= Beginning of Section =
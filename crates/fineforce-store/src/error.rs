use thiserror::Error;

#[derive(Debug, Error)]
pub enum StoreError {
    #[error("HTTP request failed: {0}")]
    Http(#[from] reqwest::Error),

    #[error("server returned {status}: {body}")]
    Server { status: u16, body: String },

    #[error("JSON parse error: {0}")]
    Json(#[from] serde_json::Error),

    #[error("invalid service URL: {0}")]
    Url(#[from] url::ParseError),

    #[error("Authentication error: {0}")]
    NotAuthenticated(String),

    #[error("{0}")]
    Auth(String),

    #[error(
        "Database Permission Denied: the current user is not allowed to modify violations ({0}). \
         Check the row level security policies on the 'violations' table."
    )]
    PermissionDenied(String),

    #[error("violation {0} not found")]
    NotFound(String),

    #[error("the database did not return the new violation record")]
    MissingRecord,

    #[error("{0}")]
    Other(String),
}

impl StoreError {
    pub fn is_not_found(&self) -> bool {
        matches!(self, Self::NotFound(_))
    }

    pub fn is_permission_denied(&self) -> bool {
        matches!(self, Self::PermissionDenied(_))
    }
}
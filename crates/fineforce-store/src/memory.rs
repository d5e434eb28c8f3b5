//! In-process store for tests and offline runs.
//!
//! Implements both [`ViolationStore`] and [`BlobStore`]. Individual operations
//! can be made to fail with [`MemoryStore::inject`] to exercise error paths.

use std::collections::{HashMap, HashSet};
use std::sync::{Mutex, MutexGuard, PoisonError};

use async_trait::async_trait;
use chrono::Utc;
use fineforce_core::{NewViolation, Violation, ViolationStatus};
use tracing::debug;

use crate::{BlobStore, StoreError, ViolationStore, object_name};

#[derive(Debug, Clone, Copy, PartialEq, Eq, Hash)]
pub enum Fault {
    Upload,
    Insert,
    InsertPermission,
    Update,
}

#[derive(Default)]
struct Inner {
    violations: Vec<Violation>,
    blobs: HashMap<String, Vec<u8>>,
    faults: HashSet<Fault>,
    inserts: usize,
    uploads: usize,
}

pub struct MemoryStore {
    owner: String,
    inner: Mutex<Inner>,
}

impl MemoryStore {
    /// Empty store whose uploads are namespaced under `owner`.
    pub fn new(owner: impl Into<String>) -> Self {
        Self {
            owner: owner.into(),
            inner: Mutex::new(Inner::default()),
        }
    }

    pub fn with_violations(owner: impl Into<String>, violations: Vec<Violation>) -> Self {
        let store = Self::new(owner);
        store.lock().violations = violations;
        store
    }

    fn lock(&self) -> MutexGuard<'_, Inner> {
        self.inner.lock().unwrap_or_else(PoisonError::into_inner)
    }

    pub fn inject(&self, fault: Fault) {
        self.lock().faults.insert(fault);
    }

    pub fn clear_faults(&self) {
        self.lock().faults.clear();
    }

    pub fn violations(&self) -> Vec<Violation> {
        self.lock().violations.clone()
    }

    pub fn get(&self, id: &str) -> Option<Violation> {
        self.lock().violations.iter().find(|v| v.id == id).cloned()
    }

    /// Successful inserts so far.
    pub fn insert_count(&self) -> usize {
        self.lock().inserts
    }

    /// Successful uploads so far.
    pub fn upload_count(&self) -> usize {
        self.lock().uploads
    }

    pub fn blob(&self, path: &str) -> Option<Vec<u8>> {
        self.lock().blobs.get(path).cloned()
    }
}

#[async_trait]
impl ViolationStore for MemoryStore {
    async fn list(&self) -> Result<Vec<Violation>, StoreError> {
        let mut list = self.violations();
        list.sort_by(|a, b| b.date.cmp(&a.date));
        Ok(list)
    }

    async fn insert(&self, new: NewViolation) -> Result<Violation, StoreError> {
        let mut inner = self.lock();
        if inner.faults.contains(&Fault::InsertPermission) {
            return Err(StoreError::PermissionDenied(
                "new row violates row-level security policy".into(),
            ));
        }
        if inner.faults.contains(&Fault::Insert) {
            return Err(StoreError::Server {
                status: 500,
                body: "insert failed".into(),
            });
        }
        let violation = new.into_violation(uuid::Uuid::new_v4().to_string(), Utc::now());
        debug!(violation_id = %violation.id, "stored violation in memory");
        inner.violations.push(violation.clone());
        inner.inserts += 1;
        Ok(violation)
    }

    async fn update_status(
        &self,
        id: &str,
        status: ViolationStatus,
    ) -> Result<Violation, StoreError> {
        let mut inner = self.lock();
        if inner.faults.contains(&Fault::Update) {
            return Err(StoreError::Server {
                status: 503,
                body: "update failed".into(),
            });
        }
        let v = inner
            .violations
            .iter_mut()
            .find(|v| v.id == id)
            .ok_or_else(|| StoreError::NotFound(id.to_string()))?;
        v.status = status;
        Ok(v.clone())
    }
}

#[async_trait]
impl BlobStore for MemoryStore {
    async fn upload(
        &self,
        file_name: &str,
        bytes: Vec<u8>,
        _content_type: &str,
    ) -> Result<String, StoreError> {
        let mut inner = self.lock();
        if inner.faults.contains(&Fault::Upload) {
            return Err(StoreError::Other("The resource already exists".into()));
        }
        let path = format!(
            "{}/{}",
            self.owner,
            object_name(file_name, Utc::now().timestamp_millis())
        );
        inner.blobs.insert(path.clone(), bytes);
        inner.uploads += 1;
        Ok(format!("memory://violations/{path}"))
    }
}

#[cfg(test)]
mod tests {
    use super::*;
    use fineforce_core::ViolationType;

    fn new_violation() -> NewViolation {
        NewViolation {
            vehicle_number: "MH 12 AB 1234".into(),
            violation_type: ViolationType::WrongLane,
            location: "Silk Board Junction".into(),
            image_url: "memory://x".into(),
            fine: 400,
            description: "Lane cut.".into(),
            confidence_score: fineforce_core::Confidence::new(81).unwrap(),
            contributing_factors: vec![],
        }
    }

    #[tokio::test]
    async fn insert_then_update() {
        let store = MemoryStore::new("officer-1");
        let v = store.insert(new_violation()).await.unwrap();
        assert_eq!(v.status, ViolationStatus::Pending);
        let paid = store.update_status(&v.id, ViolationStatus::Paid).await.unwrap();
        assert_eq!(paid.status, ViolationStatus::Paid);
        assert_eq!(store.get(&v.id).unwrap().status, ViolationStatus::Paid);
    }

    #[tokio::test]
    async fn update_unknown_id_is_not_found() {
        let store = MemoryStore::new("officer-1");
        let err = store
            .update_status("missing", ViolationStatus::Paid)
            .await
            .unwrap_err();
        assert!(err.is_not_found());
    }

    #[tokio::test]
    async fn uploads_are_namespaced_by_owner() {
        let store = MemoryStore::new("officer-1");
        let url = store.upload("cam 1.jpg", vec![1, 2, 3], "image/jpeg").await.unwrap();
        let path = url.trim_start_matches("memory://violations/");
        assert!(path.starts_with("officer-1/"));
        assert!(path.ends_with("-cam_1.jpg"));
        assert_eq!(store.blob(path), Some(vec![1, 2, 3]));
    }

    #[tokio::test]
    async fn injected_faults() {
        let store = MemoryStore::new("officer-1");
        store.inject(Fault::InsertPermission);
        assert!(store.insert(new_violation()).await.unwrap_err().is_permission_denied());
        store.clear_faults();
        store.inject(Fault::Upload);
        assert!(store.upload("a.jpg", vec![], "image/jpeg").await.is_err());
        assert_eq!(store.insert_count(), 0);
        assert_eq!(store.upload_count(), 0);
    }
}
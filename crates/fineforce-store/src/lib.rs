//! Storage layer: auth provider, `violations` table and evidence bucket adapters.
//!
//! The workflow consumes these through the [`AuthProvider`], [`ViolationStore`]
//! and [`BlobStore`] traits; [`SupabaseClient`] talks to the hosted backend and
//! [`MemoryStore`] keeps everything in process.

mod error;
pub use error::StoreError;

pub mod memory;
pub mod record;
pub mod supabase;

pub use memory::{Fault, MemoryStore};
pub use record::ViolationRow;
pub use supabase::{Session, SignUp, SupabaseClient, SupabaseConfig};

use async_trait::async_trait;
use fineforce_core::{NewViolation, User, Violation, ViolationStatus};

#[async_trait]
pub trait AuthProvider: Send + Sync {
    async fn sign_in(&self, email: &str, password: &str) -> Result<User, StoreError>;
    async fn sign_up(&self, signup: &SignUp) -> Result<User, StoreError>;
    async fn sign_out(&self) -> Result<(), StoreError>;
    /// The user behind the current session, if any.
    async fn current_user(&self) -> Result<Option<User>, StoreError>;
}

#[async_trait]
pub trait ViolationStore: Send + Sync {
    /// All violations, newest first.
    async fn list(&self) -> Result<Vec<Violation>, StoreError>;

    /// Insert a new violation with a fresh id, status `Pending` and the current
    /// instant. Requires an authenticated caller.
    async fn insert(&self, new: NewViolation) -> Result<Violation, StoreError>;

    /// Returns [`StoreError::NotFound`] when no row has the given id.
    async fn update_status(
        &self,
        id: &str,
        status: ViolationStatus,
    ) -> Result<Violation, StoreError>;
}

#[async_trait]
pub trait BlobStore: Send + Sync {
    /// Upload evidence under the caller's namespace and return its public URL.
    async fn upload(
        &self,
        file_name: &str,
        bytes: Vec<u8>,
        content_type: &str,
    ) -> Result<String, StoreError>;
}

/// `<epoch millis>-<name with whitespace replaced by '_'>`.
pub fn object_name(file_name: &str, epoch_millis: i64) -> String {
    let cleaned: String = file_name
        .chars()
        .map(|c| if c.is_whitespace() { '_' } else { c })
        .collect();
    format!("{epoch_millis}-{cleaned}")
}

#[cfg(test)]
mod tests {
    use super::*;

    #[test]
    fn object_name_replaces_whitespace() {
        assert_eq!(
            object_name("red light cam\t01.jpg", 1700000000000),
            "1700000000000-red_light_cam_01.jpg"
        );
    }
}
use serde::{Deserialize, Serialize};

pub const DEFAULT_NAME: &str = "Officer";
pub const DEFAULT_OFFICER_ID: &str = "N/A";

/// The signed-in officer, as reported by the auth provider.
#[derive(Debug, Clone, PartialEq, Eq, Serialize, Deserialize)]
#[serde(rename_all = "camelCase")]
pub struct User {
    pub id: String,
    pub email: String,
    pub name: String,
    pub officer_id: String,
}

impl User {
    /// Build from provider fields, filling in the dashboard's defaults for
    /// absent profile attributes.
    pub fn from_parts(
        id: String,
        email: Option<String>,
        name: Option<String>,
        officer_id: Option<String>,
    ) -> Self {
        Self {
            id,
            email: email.unwrap_or_default(),
            name: name.unwrap_or_else(|| DEFAULT_NAME.to_string()),
            officer_id: officer_id.unwrap_or_else(|| DEFAULT_OFFICER_ID.to_string()),
        }
    }
}
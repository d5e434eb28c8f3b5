//! HTTP client for a Supabase-style backend: GoTrue auth, PostgREST rows and
//! the storage object API.

mod auth;
mod rest;
mod storage;

pub use auth::SignUp;

use std::sync::{Mutex, PoisonError};

use fineforce_core::User;
use serde::{Deserialize, Serialize};
use serde_json::Value;

use crate::StoreError;

pub const DEFAULT_BUCKET: &str = "violations";
/// Access tokens this close to expiry are refreshed before use.
pub const EXPIRY_MARGIN_SECS: i64 = 60;
pub(crate) const TABLE: &str = "violations";

#[derive(Debug, Clone)]
pub struct SupabaseConfig {
    /// Project URL like `https://xyz.supabase.co` (no trailing slash needed).
    pub url: String,
    pub anon_key: String,
    pub bucket: String,
}

impl SupabaseConfig {
    pub fn new(url: impl Into<String>, anon_key: impl Into<String>) -> Self {
        Self {
            url: url.into(),
            anon_key: anon_key.into(),
            bucket: DEFAULT_BUCKET.to_string(),
        }
    }
}

/// An authenticated session. Serialisable so front ends can persist it
/// between runs and hand it back with [`SupabaseClient::restore_session`].
#[derive(Debug, Clone, PartialEq, Eq, Serialize, Deserialize)]
pub struct Session {
    pub access_token: String,
    #[serde(default)]
    pub refresh_token: Option<String>,
    /// Unix seconds.
    #[serde(default)]
    pub expires_at: Option<i64>,
    pub user: User,
}

impl Session {
    /// True once `now` (unix seconds) is within [`EXPIRY_MARGIN_SECS`] of
    /// `expires_at`. Sessions without an expiry never expire locally.
    pub fn is_expired_at(&self, now: i64) -> bool {
        self.expires_at.is_some_and(|at| now >= at - EXPIRY_MARGIN_SECS)
    }
}

/// Stateful client: holds the current session and attaches its token to
/// every request, falling back to the anon key.
pub struct SupabaseClient {
    client: reqwest::Client,
    base_url: String,
    anon_key: String,
    bucket: String,
    session: Mutex<Option<Session>>,
}

impl SupabaseClient {
    pub fn new(config: SupabaseConfig) -> Self {
        Self {
            client: reqwest::Client::new(),
            base_url: config.url.trim_end_matches('/').to_string(),
            anon_key: config.anon_key,
            bucket: config.bucket,
            session: Mutex::new(None),
        }
    }

    pub fn session(&self) -> Option<Session> {
        self.session
            .lock()
            .unwrap_or_else(PoisonError::into_inner)
            .clone()
    }

    pub fn restore_session(&self, session: Option<Session>) {
        *self.session.lock().unwrap_or_else(PoisonError::into_inner) = session;
    }

    fn bearer(&self) -> String {
        let token = self
            .session()
            .map(|s| s.access_token)
            .unwrap_or_else(|| self.anon_key.clone());
        format!("Bearer {token}")
    }

    fn require_session(&self, action: &str) -> Result<Session, StoreError> {
        self.session().ok_or_else(|| {
            StoreError::NotAuthenticated(format!("user must be logged in to {action}"))
        })
    }

    fn request(&self, method: reqwest::Method, url: &str) -> reqwest::RequestBuilder {
        self.client
            .request(method, url)
            .header("apikey", &self.anon_key)
            .header(reqwest::header::AUTHORIZATION, self.bearer())
    }

    /// Request carrying only the anon key, for token grants.
    fn anon_request(&self, url: &str) -> reqwest::RequestBuilder {
        self.client
            .post(url)
            .header("apikey", &self.anon_key)
            .header(reqwest::header::AUTHORIZATION, format!("Bearer {}", self.anon_key))
    }
}

/// Fail with [`StoreError::Server`] on a non-success status, keeping the body.
pub(crate) async fn check(resp: reqwest::Response) -> Result<reqwest::Response, StoreError> {
    let status = resp.status();
    if status.is_success() {
        return Ok(resp);
    }
    let body = resp.text().await.unwrap_or_default();
    Err(StoreError::Server {
        status: status.as_u16(),
        body,
    })
}

/// Pull a human-readable message out of a GoTrue/PostgREST/storage error body.
pub(crate) fn error_message(body: &str) -> String {
    let Ok(value) = serde_json::from_str::<Value>(body) else {
        return body.trim().to_string();
    };
    ["msg", "message", "error_description", "error"]
        .iter()
        .find_map(|k| value.get(k).and_then(Value::as_str))
        .map(str::to_string)
        .unwrap_or_else(|| body.trim().to_string())
}

/// Row-level-security and grant failures surface as 401/403, SQLSTATE 42501,
/// or a "permission denied" message depending on the layer that rejected them.
pub(crate) fn is_permission_denied(status: u16, body: &str) -> bool {
    if status == 401 || status == 403 {
        return true;
    }
    let code = serde_json::from_str::<Value>(body)
        .ok()
        .and_then(|v| v.get("code").and_then(Value::as_str).map(str::to_string));
    code.as_deref() == Some("42501") || body.to_ascii_lowercase().contains("permission denied")
}

#[cfg(test)]
mod tests {
    use super::*;

    #[test]
    fn client_trims_trailing_slash() {
        let client = SupabaseClient::new(SupabaseConfig::new("https://abc.supabase.co/", "anon"));
        assert_eq!(client.base_url, "https://abc.supabase.co");
        assert_eq!(client.bucket, DEFAULT_BUCKET);
    }

    #[test]
    fn bearer_falls_back_to_anon_key() {
        let client = SupabaseClient::new(SupabaseConfig::new("https://abc.supabase.co", "anon"));
        assert_eq!(client.bearer(), "Bearer anon");
        client.restore_session(Some(Session {
            access_token: "jwt".into(),
            refresh_token: None,
            expires_at: None,
            user: User::from_parts("u1".into(), None, None, None),
        }));
        assert_eq!(client.bearer(), "Bearer jwt");
        client.restore_session(None);
        assert!(client.require_session("upload").is_err());
    }

    #[test]
    fn error_message_variants() {
        assert_eq!(
            error_message(
                r#"{"error":"invalid_grant","error_description":"Invalid login credentials"}"#
            ),
            "Invalid login credentials"
        );
        assert_eq!(
            error_message(r#"{"code":400,"msg":"User already registered"}"#),
            "User already registered"
        );
        assert_eq!(error_message("gateway timeout"), "gateway timeout");
    }

    #[test]
    fn permission_denied_detection() {
        assert!(is_permission_denied(
            400,
            r#"{"code":"42501","message":"new row violates row-level security policy for table \"violations\""}"#
        ));
        assert!(is_permission_denied(403, "{}"));
        assert!(is_permission_denied(
            400,
            r#"{"message":"permission denied for table violations"}"#
        ));
        assert!(!is_permission_denied(
            400,
            r#"{"code":"23502","message":"null value in column"}"#
        ));
    }
}
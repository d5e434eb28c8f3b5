//! AI inference layer: Gemini image analysis for fine generation and the
//! streaming assistant chat.

mod error;
pub use error::AiError;

pub mod chat;
pub mod gemini;
pub mod image;
pub mod prompt;
mod wire;

pub use chat::{ChatSession, Persona};
pub use gemini::{DEFAULT_MODEL, GeminiClient};
pub use image::ProcessedImage;

use async_trait::async_trait;
use fineforce_core::AnalysisResult;

/// Turns a processed evidence image into a structured assessment.
#[async_trait]
pub trait ImageAnalyzer: Send + Sync {
    async fn analyze(&self, image: &ProcessedImage) -> Result<AnalysisResult, AiError>;
}
use chrono::{DateTime, TimeDelta, Utc};

/// How long a confirmation stays visible, in seconds.
pub const TOAST_TTL_SECS: i64 = 5;

/// Transient confirmation message.
#[derive(Debug, Clone, PartialEq, Eq)]
pub struct Toast {
    pub message: String,
    pub expires_at: DateTime<Utc>,
}

impl Toast {
    pub fn new(message: impl Into<String>, now: DateTime<Utc>) -> Self {
        Self {
            message: message.into(),
            expires_at: now + TimeDelta::seconds(TOAST_TTL_SECS),
        }
    }

    pub fn is_visible(&self, now: DateTime<Utc>) -> bool {
        now < self.expires_at
    }
}

#[cfg(test)]
mod tests {
    use super::*;

    #[test]
    fn expires_after_five_seconds() {
        let now = Utc::now();
        let toast = Toast::new("saved", now);
        assert!(toast.is_visible(now + TimeDelta::milliseconds(4999)));
        assert!(!toast.is_visible(now + TimeDelta::seconds(5)));
    }
}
= End of Section =
## EXERCISE INSTRUCTIONS:
Your answer should be the lines above from the one containing "pub use error::StoreError;" through the one containing "NewViolation) -> Result<Violation, StoreError>;", copied exactly and with both ends kept.

## ANSWER SECTION:
pub use error::StoreError;

pub mod memory;
pub mod record;
pub mod supabase;

pub use memory::{Fault, MemoryStore};
pub use record::ViolationRow;
pub use supabase::{Session, SignUp, SupabaseClient, SupabaseConfig};

use async_trait::async_trait;
use fineforce_core::{NewViolation, User, Violation, ViolationStatus};

#[async_trait]
pub trait AuthProvider: Send + Sync {
    async fn sign_in(&self, email: &str, password: &str) -> Result<User, StoreError>;
    async fn sign_up(&self, signup: &SignUp) -> Result<User, StoreError>;
    async fn sign_out(&self) -> Result<(), StoreError>;
    /// The user behind the current session, if any.
    async fn current_user(&self) -> Result<Option<User>, StoreError>;
}

#[async_trait]
pub trait ViolationStore: Send + Sync {
    /// All violations, newest first.
    async fn list(&self) -> Result<Vec<Violation>, StoreError>;

    /// Insert a new violation with a fresh id, status `Pending` and the current
    /// instant. Requires an authenticated caller.
    async fn insert(&self, new: NewViolation) -> Result<Violation, StoreError>;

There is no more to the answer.